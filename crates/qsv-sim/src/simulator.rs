//! Multi-shot runner and result aggregation.

use rand::rngs::StdRng;
use rand::{Rng, SeedableRng};
use rayon::prelude::*;
use std::sync::atomic::{AtomicU64, Ordering};
use std::time::{Duration, Instant};
use tracing::{debug, instrument};

use qsv_ir::Circuit;

use crate::classical::ClassicalRegister;
use crate::config::SimConfig;
use crate::counts::Counts;
use crate::error::{SimError, SimResult};
use crate::executor::Executor;
use crate::statevector::Statevector;

/// Shots between deadline checks inside a worker.
const DEADLINE_CHECK_INTERVAL: u64 = 64;

/// A contiguous block of shots run by one worker with its own RNG stream.
#[derive(Debug, Clone, Copy)]
struct ShotChunk {
    first_shot: u64,
    len: u64,
    seed: u64,
}

/// Statevector simulator.
///
/// An explicit instance per caller; nothing is shared between simulators.
/// With a seed in the config, runs are reproducible for a given worker
/// count: shots are split into fixed contiguous chunks and each chunk draws
/// from its own `StdRng`, seeded from the master seed.
#[derive(Debug, Clone, Default)]
pub struct Simulator {
    config: SimConfig,
}

impl Simulator {
    /// Create a simulator from a (validated) configuration.
    pub fn new(config: SimConfig) -> Self {
        Self { config }
    }

    /// Default configuration with a fixed master seed.
    pub fn with_seed(seed: u64) -> Self {
        Self::new(SimConfig::seeded(seed))
    }

    /// The active configuration.
    pub fn config(&self) -> &SimConfig {
        &self.config
    }

    /// Run `circuit` for `shots` shots and tally the classical outcomes.
    ///
    /// The circuit is validated before any shot runs. A faulted shot aborts
    /// the whole run with [`SimError::ShotFailed`]; a run that exceeds the
    /// configured timeout fails with [`SimError::Timeout`]. In both cases no
    /// partial counts are returned.
    #[instrument(skip(self, circuit), fields(circuit = circuit.name(), qubits = circuit.num_qubits()))]
    pub fn run(&self, circuit: &Circuit, shots: u64) -> SimResult<Counts> {
        let start = Instant::now();
        self.check_circuit(circuit)?;

        if shots == 0 {
            return Ok(Counts::new());
        }

        let chunks = self.plan(shots);
        let deadline = self.config.timeout().map(|t| start + t);
        let progress = AtomicU64::new(0);
        debug!(
            shots,
            workers = chunks.len(),
            instructions = circuit.instructions().len(),
            "Starting simulation"
        );

        let work = |chunk: &ShotChunk| run_chunk(circuit, chunk, deadline, &progress);
        let partials = if chunks.len() > 1 {
            chunks.par_iter().map(work).collect::<SimResult<Vec<Counts>>>()
        } else {
            chunks.iter().map(work).collect::<SimResult<Vec<Counts>>>()
        }
        .map_err(|e| with_progress(e, shots, start, &progress))?;

        let elapsed = start.elapsed();
        if let Some(timeout) = self.config.timeout() {
            if elapsed > timeout {
                return Err(timeout_error(shots, shots, elapsed));
            }
        }

        let counts = partials.into_iter().fold(Counts::new(), |mut acc, part| {
            acc.merge(part);
            acc
        });
        debug!(
            outcomes = counts.len(),
            elapsed_ms = elapsed.as_millis() as u64,
            "Simulation completed"
        );
        Ok(counts)
    }

    /// Run the circuit once and return the register and classical bits as
    /// they stand after the last instruction.
    #[instrument(skip(self, circuit), fields(circuit = circuit.name()))]
    pub fn final_state(&self, circuit: &Circuit) -> SimResult<(Statevector, ClassicalRegister)> {
        self.check_circuit(circuit)?;

        let mut rng = self.master_rng();
        let mut exec = Executor::new(circuit)?;
        if let Err(source) = exec.execute_all(&mut rng) {
            return Err(SimError::ShotFailed {
                shot: 0,
                instruction: exec.position(),
                source: Box::new(source),
            });
        }
        Ok(exec.into_parts())
    }

    fn check_circuit(&self, circuit: &Circuit) -> SimResult<()> {
        circuit.validate()?;
        if circuit.num_qubits() > self.config.max_qubits as usize {
            return Err(SimError::CircuitTooLarge {
                num_qubits: circuit.num_qubits(),
                max_qubits: self.config.max_qubits,
            });
        }
        Ok(())
    }

    fn master_rng(&self) -> StdRng {
        match self.config.seed {
            Some(seed) => StdRng::seed_from_u64(seed),
            None => StdRng::from_entropy(),
        }
    }

    /// Number of workers for `shots`, never more than one per
    /// `min_shots_per_worker` shots.
    fn worker_count(&self, shots: u64) -> u64 {
        if !self.config.parallel {
            return 1;
        }
        let workers = self
            .config
            .workers
            .unwrap_or_else(rayon::current_num_threads)
            .max(1) as u64;
        let by_size = (shots / u64::from(self.config.min_shots_per_worker.max(1))).max(1);
        workers.min(by_size)
    }

    /// Split `shots` into contiguous chunks and assign each a seed from the
    /// master stream.
    fn plan(&self, shots: u64) -> Vec<ShotChunk> {
        let workers = self.worker_count(shots);
        let base = shots / workers;
        let extra = shots % workers;
        let mut master = self.master_rng();

        let mut first_shot = 0;
        (0..workers)
            .map(|i| {
                let len = base + u64::from(i < extra);
                let chunk = ShotChunk {
                    first_shot,
                    len,
                    seed: master.r#gen(),
                };
                first_shot += len;
                chunk
            })
            .collect()
    }
}

/// Fill in run-wide progress on a timeout raised inside a worker.
fn with_progress(err: SimError, shots: u64, start: Instant, progress: &AtomicU64) -> SimError {
    match err {
        SimError::Timeout { .. } => {
            timeout_error(progress.load(Ordering::Relaxed), shots, start.elapsed())
        }
        other => other,
    }
}

fn timeout_error(completed: u64, requested: u64, elapsed: Duration) -> SimError {
    SimError::Timeout {
        completed,
        requested,
        elapsed_ms: elapsed.as_millis() as u64,
    }
}

fn run_chunk(
    circuit: &Circuit,
    chunk: &ShotChunk,
    deadline: Option<Instant>,
    progress: &AtomicU64,
) -> SimResult<Counts> {
    let mut exec = Executor::new(circuit)?;
    drive_chunk(chunk, deadline, progress, |rng| {
        match exec.reset().and_then(|()| exec.execute_all(rng)) {
            Ok(()) => Ok(exec.clbits().to_bitstring()),
            Err(source) => Err((exec.position(), source)),
        }
    })
}

/// Run the shots of `chunk` through `shot` and tally the bitstrings.
///
/// `shot` returns the outcome bitstring, or the faulting instruction index
/// with its error; the fault is reported against the run-wide shot index.
fn drive_chunk<F>(
    chunk: &ShotChunk,
    deadline: Option<Instant>,
    progress: &AtomicU64,
    mut shot: F,
) -> SimResult<Counts>
where
    F: FnMut(&mut StdRng) -> Result<String, (usize, SimError)>,
{
    let mut rng = StdRng::seed_from_u64(chunk.seed);
    let mut counts = Counts::new();
    let mut unreported = 0;

    for offset in 0..chunk.len {
        if offset % DEADLINE_CHECK_INTERVAL == 0 {
            progress.fetch_add(unreported, Ordering::Relaxed);
            unreported = 0;
            if let Some(deadline) = deadline {
                if Instant::now() >= deadline {
                    return Err(timeout_error(0, 0, Duration::ZERO));
                }
            }
        }

        let index = chunk.first_shot + offset;
        match shot(&mut rng) {
            Ok(bitstring) => counts.insert(bitstring, 1),
            Err((instruction, source)) => {
                return Err(SimError::ShotFailed {
                    shot: index,
                    instruction,
                    source: Box::new(source),
                });
            }
        }
        unreported += 1;

        if index > 0 && index % 1000 == 0 {
            debug!("Completed shot {}", index);
        }
    }

    progress.fetch_add(unreported, Ordering::Relaxed);
    Ok(counts)
}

####

Every line of the entries above that holds "configuration" should be copied out.

### RESULT OF THE TASK:
    /// Create a simulator from a (validated) configuration.
    /// Default configuration with a fixed master seed.
    /// The active configuration.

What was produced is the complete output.